--- Given entries Enclosed Below ---
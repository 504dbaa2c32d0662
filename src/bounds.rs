//! Bernstein-type confidence bounds on the deviation of an empirical mean.
//!
//! Given the empirical mean `mu` of dimension `d`, a variance proxy `sigma`,
//! the sample count `N`, a bound `L` on individual sample deviations and a
//! confidence level `delta`, this module provides:
//!
//! - [`compute_confidence_interval`]: the closed-form two-term bound
//!   ```text
//!   sqrt(2·sigma·ln((d+1)/delta) / N) + (2·L)/(3·N) · ln((d+1)/delta)
//!   ```
//! - [`compute_confidence_interval_roots`]: both roots of
//!   `a·eps² + b·eps + c = 0` with
//!   ```text
//!   a = N/2,  b = (L/3)·ln((1−delta)/(d+1)),  c = sigma·ln((1−delta)/(d+1))
//!   ```
//! - [`compute_confidence_probability`]: the failure probability bound
//!   ```text
//!   (d+1) · exp((−eps²·N/2) / (sigma² + L·eps/3))
//!   ```
//!
//! The closed form and the quadratic use different logarithm arguments
//! (`(d+1)/delta` against `(1−delta)/(d+1)`), so the positive root is not
//! the closed-form bound in general. Both are evaluated exactly as written.
//!
//! The probability bound is not clamped: for small `eps` it exceeds 1 and
//! equals `d + 1` at `eps = 0`.
//!
//! `sigma` may be any finite real. The quadratic and the probability bound
//! are defined for negative values (a negative `sigma` makes `c > 0`, which
//! can turn the roots complex); only the closed form, which takes
//! `sqrt(sigma)`, requires `sigma >= 0`.
//!
//! Reference: Tropp (2012), "User-Friendly Tail Bounds for Sums of Random
//! Matrices", *Foundations of Computational Mathematics* 12(4).

use num_complex::Complex64;

use crate::error::{finite, non_negative, Result, StatsError};
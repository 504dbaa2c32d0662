//! One-shot summary of a batch, ready to feed the bound formulas.

use crate::batch::SampleBatch;
use crate::bounds::BoundParams;
use crate::error::Result;
use crate::norm::MatrixNorm;
use crate::stats::{compute_covariance_norm, compute_mean, compute_variance_norm};

/// Mean, variance norm and covariance norm of one batch.
#[derive(Debug, Clone, PartialEq)]
#[cfg_attr(feature = "serde", derive(serde::Serialize, serde::Deserialize))]
pub struct BatchSummary {
    /// Number of samples `B`.
    pub n_samples: usize,
    /// Sample dimension `n`.
    pub dim: usize,
    pub mean: Vec<f64>,
    /// `Σ‖xᵢ − x̄‖² / (B − 1)`.
    pub variance_norm: f64,
    /// Norm of the unbiased covariance matrix, of the order requested.
    pub covariance_norm: f64,
    pub norm: MatrixNorm,
}

impl BatchSummary {
    /// Bound parameters using this batch's dimension, sample count and
    /// variance norm as `sigma`.
    ///
    /// # Errors
    /// See [`BoundParams::new`].
    pub fn bound_params(&self, deviation_bound: f64, delta: f64) -> Result<BoundParams> {
        BoundParams::from_mean(
            &self.mean,
            self.variance_norm,
            self.n_samples,
            deviation_bound,
            delta,
        )
    }

    /// Closed-form confidence interval for this batch's mean.
    pub fn confidence_interval(&self, deviation_bound: f64, delta: f64) -> Result<f64> {
        self.bound_params(deviation_bound, delta)?.confidence_interval()
    }
}

/// Summarises a batch of at least two samples.
///
/// # Errors
/// [`StatsError::InsufficientSamples`](crate::StatsError::InsufficientSamples)
/// if `B < 2`.
///
/// # Examples
/// ```
/// use alpha_stats::{batch::SampleBatch, norm::MatrixNorm, summary::summarize};
/// let data = [1.0, 0.0, -1.0, 0.0, 0.0, 1.0, 0.0, -1.0];
/// let batch = SampleBatch::new(&data, 2).unwrap();
/// let s = summarize(&batch, MatrixNorm::Spectral).unwrap();
/// assert_eq!(s.mean, vec![0.0, 0.0]);
/// assert!((s.variance_norm - 4.0 / 3.0).abs() < 1e-12);
/// let eps = s.confidence_interval(1.0, 0.05).unwrap();
/// assert!(eps > 0.0);
/// ```
pub fn summarize(batch: &SampleBatch<'_>, norm: MatrixNorm) -> Result<BatchSummary> {
    batch.require("summary", 2)?;
    let mean = compute_mean(batch)?;
    let variance_norm = compute_variance_norm(batch)?;
    let covariance_norm = compute_covariance_norm(batch, norm)?;
    Ok(BatchSummary {
        n_samples: batch.len(),
        dim: batch.dim(),
        mean,
        variance_norm,
        covariance_norm,
        norm,
    })
}
//! # alpha-stats
//!
//! Batch statistics and Bernstein-type confidence bounds for noisy vector
//! samples such as stochastic gradient estimates.
//!
//! Given a batch of `B` samples of dimension `n`, the crate computes the
//! empirical mean, a variance norm and a covariance-matrix norm, and turns
//! them into a high-probability bound on `‖x̄ − E[x]‖`.
//!
//! ## Modules
//!
//! - [`batch`] — validated, borrowed view over a row-major sample batch
//! - [`stats`] — mean, covariance, covariance norm, variance norm
//! - [`norm`] — matrix norms of selectable order
//! - [`bounds`] — confidence interval, its quadratic roots, failure probability
//! - [`summary`] — one-shot batch summary feeding the bound formulas
//! - [`smoothing`] — moving-window mean with a ±√variance band
//!
//! ## Design Philosophy
//!
//! - **Pure functions**: no state survives a call; inputs are borrowed read-only
//! - **Explicit preconditions**: invalid input, and finite input whose
//!   statistics overflow, is a [`StatsError`], never a silent NaN
//! - **Numerical stability**: compensated summation for every accumulation
//! - **Property-based testing**: statistical invariants verified via proptest
//!
//! ## Cargo features
//!
//! - `parallel` — accumulate the covariance scatter matrix with rayon
//! - `serde` — `Serialize`/`Deserialize` for parameter and summary types
//!
//! ```
//! use alpha_stats::{compute_confidence_interval, compute_mean, compute_variance_norm, SampleBatch};
//!
//! let data = [0.9, 0.1, 1.1, -0.1, 1.0, 0.05, 1.05, -0.05];
//! let batch = SampleBatch::new(&data, 2)?;
//! let mu = compute_mean(&batch)?;
//! let sigma = compute_variance_norm(&batch)?;
//! let eps = compute_confidence_interval(&mu, sigma, batch.len(), 1.0, 0.05)?;
//! assert!(eps > 0.0);
//! # Ok::<(), alpha_stats::StatsError>(())
//! ```

pub mod batch;
pub mod bounds;
pub mod error;
pub mod norm;
pub mod smoothing;
pub mod stats;
pub mod summary;

pub use batch::SampleBatch;
pub use bounds::{
    compute_confidence_interval, compute_confidence_interval_roots,
    compute_confidence_probability, BoundParams, QuadraticRoots,
};
pub use error::{Result, StatsError};
pub use norm::{matrix_norm, MatrixNorm};
pub use smoothing::{smooth_series, SmoothedSeries};
pub use stats::{
    compute_covariance, compute_covariance_norm, compute_mean, compute_variance_norm,
};
pub use summary::{summarize, BatchSummary};
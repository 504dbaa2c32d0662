//! Matrix norms of selectable order.
//!
//! | Variant | Order | Value |
//! |---|---|---|
//! | [`MatrixNorm::Frobenius`] | `fro` | √Σ aᵢⱼ² |
//! | [`MatrixNorm::Nuclear`] | `nuc` | Σ σᵢ |
//! | [`MatrixNorm::MaxColumnSum`] | `1` | maxⱼ Σᵢ \|aᵢⱼ\| |
//! | [`MatrixNorm::MinColumnSum`] | `-1` | minⱼ Σᵢ \|aᵢⱼ\| |
//! | [`MatrixNorm::Spectral`] | `2` | max σᵢ |
//! | [`MatrixNorm::MinSingular`] | `-2` | min σᵢ |
//! | [`MatrixNorm::MaxRowSum`] | `inf` | maxᵢ Σⱼ \|aᵢⱼ\| |
//! | [`MatrixNorm::MinRowSum`] | `-inf` | minᵢ Σⱼ \|aᵢⱼ\| |
//!
//! where σᵢ are the singular values. The negative orders are not norms in
//! the strict sense but are kept for parity with the usual dense-matrix
//! conventions.

use nalgebra::{DMatrix, SVD};

use crate::error::{Result, StatsError};

/// Order of the matrix norm applied to a covariance matrix.
///
/// Defaults to [`MatrixNorm::Spectral`] (order 2).
#[derive(Debug, Clone, Copy, PartialEq, Eq, Hash, Default)]
#[cfg_attr(feature = "serde", derive(serde::Serialize, serde::Deserialize))]
pub enum MatrixNorm {
    Frobenius,
    Nuclear,
    MaxColumnSum,
    MinColumnSum,
    #[default]
    Spectral,
    MinSingular,
    MaxRowSum,
    MinRowSum,
}

impl MatrixNorm {
    /// Whether evaluating this order needs a singular value decomposition.
    pub fn needs_svd(self) -> bool {
        matches!(
            self,
            MatrixNorm::Nuclear | MatrixNorm::Spectral | MatrixNorm::MinSingular
        )
    }
}

/// Evaluates `norm` on `m`.
///
/// Returns `0.0` for an empty matrix.
///
/// # Complexity
/// O(r·c) for the entrywise and row/column-sum orders, O(min(r,c)·r·c) for
/// the singular-value orders.
///
/// # Errors
/// - [`StatsError::NonFiniteResult`] if `m` holds a NaN or infinite entry,
///   or if the norm itself overflows.
/// - [`StatsError::SvdNotConverged`] if the decomposition fails.
///
/// # Examples
/// ```
/// use alpha_stats::norm::{matrix_norm, MatrixNorm};
/// use nalgebra::DMatrix;
/// let m = DMatrix::from_row_slice(2, 2, &[1.0, -2.0, 3.0, 4.0]);
/// assert_eq!(matrix_norm(&m, MatrixNorm::MaxColumnSum).unwrap(), 6.0);
/// assert_eq!(matrix_norm(&m, MatrixNorm::MaxRowSum).unwrap(), 7.0);
/// assert!((matrix_norm(&m, MatrixNorm::Frobenius).unwrap() - 30.0_f64.sqrt()).abs() < 1e-12);
/// ```
pub fn matrix_norm(m: &DMatrix<f64>, norm: MatrixNorm) -> Result<f64> {
    if m.is_empty() {
        return Ok(0.0);
    }
    // nalgebra's SVD panics when sorting NaN singular values.
    if !m.iter().all(|x| x.is_finite()) {
        return Err(StatsError::NonFiniteResult {
            operation: "matrix norm input",
        });
    }
    let value = match norm {
        MatrixNorm::Frobenius => m.norm(),
        MatrixNorm::MaxColumnSum => column_sums(m).fold(f64::NEG_INFINITY, f64::max),
        MatrixNorm::MinColumnSum => column_sums(m).fold(f64::INFINITY, f64::min),
        MatrixNorm::MaxRowSum => row_sums(m).fold(f64::NEG_INFINITY, f64::max),
        MatrixNorm::MinRowSum => row_sums(m).fold(f64::INFINITY, f64::min),
        MatrixNorm::Nuclear | MatrixNorm::Spectral | MatrixNorm::MinSingular => {
            let svd = SVD::try_new(m.clone(), false, false, f64::EPSILON, 0)
                .ok_or(StatsError::SvdNotConverged)?;
            let sv = svd.singular_values;
            match norm {
                MatrixNorm::Nuclear => sv.sum(),
                MatrixNorm::Spectral => sv.max(),
                _ => sv.min(),
            }
        }
    };
    if !value.is_finite() {
        return Err(StatsError::NonFiniteResult {
            operation: "matrix norm",
        });
    }
    Ok(value)
}

fn column_sums(m: &DMatrix<f64>) -> impl Iterator<Item = f64> + '_ {
    m.column_iter().map(|c| c.iter().map(|x| x.abs()).sum())
}

fn row_sums(m: &DMatrix<f64>) -> impl Iterator<Item = f64> + '_ {
    m.row_iter().map(|r| r.iter().map(|x| x.abs()).sum())
}
//! Moving-window mean with a one-standard-deviation band.
//!
//! For each index `i` of a scalar series the window is
//! `[max(0, i − w), min(len, i + w))`, upper bound exclusive, so interior
//! windows hold `2w` points and the edges are truncated. The band is
//! `mean ± √variance` with the variance computed by
//! [`compute_variance_norm`] on the window.

use crate::batch::SampleBatch;
use crate::error::{Result, StatsError};
use crate::stats::{compute_mean, compute_variance_norm};

/// Smallest half-window for which every window holds two samples.
pub const MIN_HALF_WINDOW: usize = 2;

/// Per-index window mean and spread of a scalar series.
#[derive(Debug, Clone, PartialEq)]
#[cfg_attr(feature = "serde", derive(serde::Serialize, serde::Deserialize))]
pub struct SmoothedSeries {
    pub mean: Vec<f64>,
    /// Square root of the window's unbiased variance.
    pub spread: Vec<f64>,
}

impl SmoothedSeries {
    pub fn len(&self) -> usize {
        self.mean.len()
    }

    pub fn is_empty(&self) -> bool {
        self.mean.is_empty()
    }

    /// `mean − spread` at every index.
    pub fn lower(&self) -> Vec<f64> {
        self.mean.iter().zip(&self.spread).map(|(m, s)| m - s).collect()
    }

    /// `mean + spread` at every index.
    pub fn upper(&self) -> Vec<f64> {
        self.mean.iter().zip(&self.spread).map(|(m, s)| m + s).collect()
    }
}

/// Smooths `series` with half-window `half_window`.
///
/// # Errors
/// - [`StatsError::InvalidWindow`] if `half_window < 2` or the series has
///   fewer than 2 points.
/// - [`StatsError::NonFiniteSample`] if the series contains NaN or infinity.
///
/// # Examples
/// ```
/// use alpha_stats::smoothing::smooth_series;
/// let s = smooth_series(&[1.0, 3.0, 1.0, 3.0, 1.0, 3.0], 2).unwrap();
/// assert_eq!(s.mean[0], 2.0);
/// assert!(s.lower().iter().zip(s.upper()).all(|(lo, hi)| *lo <= hi));
/// ```
pub fn smooth_series(series: &[f64], half_window: usize) -> Result<SmoothedSeries> {
    let len = series.len();
    if half_window < MIN_HALF_WINDOW || len < 2 {
        return Err(StatsError::InvalidWindow { half_window, len });
    }
    let batch = SampleBatch::new(series, 1)?;

    let mut mean = Vec::with_capacity(len);
    let mut spread = Vec::with_capacity(len);
    for i in 0..len {
        let start = i.saturating_sub(half_window);
        let end = i.saturating_add(half_window).min(len);
        let window = batch
            .slice_rows(start..end)
            .ok_or(StatsError::InvalidWindow { half_window, len })?;
        mean.push(compute_mean(&window)?[0]);
        spread.push(compute_variance_norm(&window)?.sqrt());
    }
    Ok(SmoothedSeries { mean, spread })
}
--- End of Enclosed Given entries ---
Exercise goal
Please show every line of the material that contains the string "shot".

Solution
//! One-shot summary of a batch, ready to feed the bound formulas.
//! - [`summary`] — one-shot batch summary feeding the bound formulas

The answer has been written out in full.